The “hollow centre” is a political condition
Canada’s political condition is not irreversible. But it demands a new kind of politics—less managerial and more moral. It is less obsessed with calibration and more concerned with clarity. It is less focused on preserving the centre and more willing to question what the centre even is. And yet, what we receive from the political class is an elaborate choreography of stasis: neoliberal technocrats recycling old programs in a new language, parties posturing as agents of change while promising to keep everything familiar.
This is not a uniquely Canadian failure, but we are particularly adept at hiding it. Our national myths of politeness, stability, and “not being America” allow us to dodge the more profound reckoning with our complicity, colonial foundations, and failure to lead when it matters most.

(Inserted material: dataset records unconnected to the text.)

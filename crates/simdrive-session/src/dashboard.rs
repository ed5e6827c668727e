//! Dashboard readout.

use serde::Serialize;
use simdrive_input::{ControlCommand, InputSource, gear_label};
use simdrive_scoring::{InfractionCounters, ScoreState};

use crate::ports::Vector3;
use crate::sensor::GnssFix;

/// Idle engine speed shown when the vehicle is stopped.
pub const IDLE_RPM: f32 = 800.0;

/// Speed in km/h for a velocity in m/s.
pub fn speed_kmh(velocity: Vector3) -> f32 {
    3.6 * velocity.length()
}

/// Approximate engine speed from the throttle and road speed.
///
/// The simulator does not report engine speed, so the dashboard fakes a
/// plausible needle: throttle dominates, then road speed, then idle.
/// Returns 0 when `max_rpm` is unknown.
#[expect(
    clippy::cast_possible_truncation,
    clippy::cast_sign_loss,
    reason = "value is clamped to [IDLE_RPM, max_rpm] and rounded down"
)]
pub fn estimate_rpm(throttle: f32, speed_kmh: f32, max_rpm: f32) -> u32 {
    if !max_rpm.is_finite() || max_rpm <= 0.0 {
        return 0;
    }
    let rpm = if throttle > 0.01 {
        throttle * max_rpm * 0.8 + 1000.0
    } else if speed_kmh > 1.0 {
        (speed_kmh / 100.0) * (max_rpm / 3.0) + 800.0
    } else {
        IDLE_RPM
    };
    let rpm = if rpm.is_finite() { rpm } else { IDLE_RPM };
    rpm.min(max_rpm).max(IDLE_RPM).floor() as u32
}

/// Values shown on the HUD for one tick.
#[derive(Debug, Clone, PartialEq, Default, Serialize)]
pub struct DashboardSnapshot {
    pub frame: u64,
    pub score: u32,
    pub speed_kmh: f32,
    pub rpm: u32,
    pub gear: String,
    pub manual: bool,
    pub handbrake: bool,
    pub input_source: Option<InputSource>,
    pub collision_penalty_total: u32,
    pub lane_penalty_total: u32,
    pub counters: InfractionCounters,
    pub gnss: Option<GnssFix>,
}

impl DashboardSnapshot {
    pub fn capture(
        frame: u64,
        command: &ControlCommand,
        score: &ScoreState,
        speed_kmh: f32,
        max_rpm: Option<f32>,
        gnss: Option<GnssFix>,
    ) -> Self {
        Self {
            frame,
            score: score.current_score,
            speed_kmh,
            rpm: max_rpm.map_or(0, |max| estimate_rpm(command.throttle, speed_kmh, max)),
            gear: gear_label(command.gear),
            manual: command.manual,
            handbrake: command.handbrake,
            input_source: None,
            collision_penalty_total: score.total_lost_to_collisions,
            lane_penalty_total: score.total_lost_to_lane_violations,
            counters: score.counters,
            gnss,
        }
    }

    pub fn with_input_source(mut self, source: InputSource) -> Self {
        self.input_source = Some(source);
        self
    }

    /// Text lines in HUD order.
    pub fn info_lines(&self) -> Vec<String> {
        let mut lines = vec![
            format!("SCORE: {}", self.score),
            format!("SPEED: {:3.0} KM/H", self.speed_kmh),
            format!("RPM: {:5}", self.rpm),
            format!("GEAR: {}", self.gear),
            format!("Collision Penalty: -{}", self.collision_penalty_total),
            format!("Lane Violation Penalty: -{}", self.lane_penalty_total),
        ];
        if let Some(fix) = self.gnss {
            lines.push(format!("GNSS: ({:2.6}, {:3.6})", fix.latitude, fix.longitude));
        }
        lines
    }
}

#[cfg(test)]
mod tests {
    use super::*;
    use simdrive_scoring::ScoringConfig;

    #[test]
    fn test_rpm_idle_when_stopped() {
        assert_eq!(estimate_rpm(0.0, 0.0, 5000.0), 800);
    }

    #[test]
    fn test_rpm_from_throttle() {
        // 0.5 * 5000 * 0.8 + 1000
        assert_eq!(estimate_rpm(0.5, 40.0, 5000.0), 3000);
        assert_eq!(estimate_rpm(1.0, 0.0, 3000.0), 3000, "clamped to max");
    }

    #[test]
    fn test_rpm_from_speed_when_coasting() {
        // 60 / 100 * 6000 / 3 + 800
        assert_eq!(estimate_rpm(0.0, 60.0, 6000.0), 2000);
    }

    #[test]
    fn test_rpm_unknown_max() {
        assert_eq!(estimate_rpm(1.0, 100.0, 0.0), 0);
        assert_eq!(estimate_rpm(1.0, 100.0, f32::NAN), 0);
    }

    #[test]
    fn test_speed_kmh() {
        assert!((speed_kmh(Vector3::new(10.0, 0.0, 0.0)) - 36.0).abs() < 1e-4);
    }

    #[test]
    fn test_capture_and_lines() {
        let state = ScoreState::new(&ScoringConfig::default());
        let command = ControlCommand {
            gear: -1,
            reverse: true,
            ..ControlCommand::default()
        };
        let snapshot = DashboardSnapshot::capture(
            7,
            &command,
            &state,
            0.5,
            Some(5000.0),
            Some(GnssFix {
                latitude: 49.0,
                longitude: 8.5,
            }),
        );
        assert_eq!(snapshot.gear, "R");
        assert_eq!(snapshot.rpm, 800);
        let lines = snapshot.info_lines();
        assert_eq!(lines.first().map(String::as_str), Some("SCORE: 1000"));
        assert!(lines.iter().any(|l| l == "GEAR: R"));
        assert!(lines.iter().any(|l| l.starts_with("GNSS: (49.000000")));
    }
}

The “hollow centre” is more than an ideological position—it is a political condition. It is what happens when a country loses faith in its ability to be bold. When its leaders speak in euphemisms, its institutions substitute procedures for purpose. When imagination is treated as a threat rather than a resource.
That means asking more significant questions: Who holds power? What kind of future are we building? And who gets to decide?
The current framing of Canadian elections is fundamentally broken—not because the wrong party is ahead in the polls, but because the political discourse has hollowed out. We are offered choices without change, rhetoric without substance, governance without imagination. The centre holds—but only in the sense that it prevents anything new from being born.
Canada cannot afford another election about nothing, not in a world on fire. The myths are crumbling. If it is willing to shed the safety of centrism and speak with clarity about what it stands for in a fractured world, and if it is willing to stop managing decline and start building futures, the future is up for grabs.
Narendra Pachkhédé is a critic and writer who splits his time between Toronto, London and Geneva.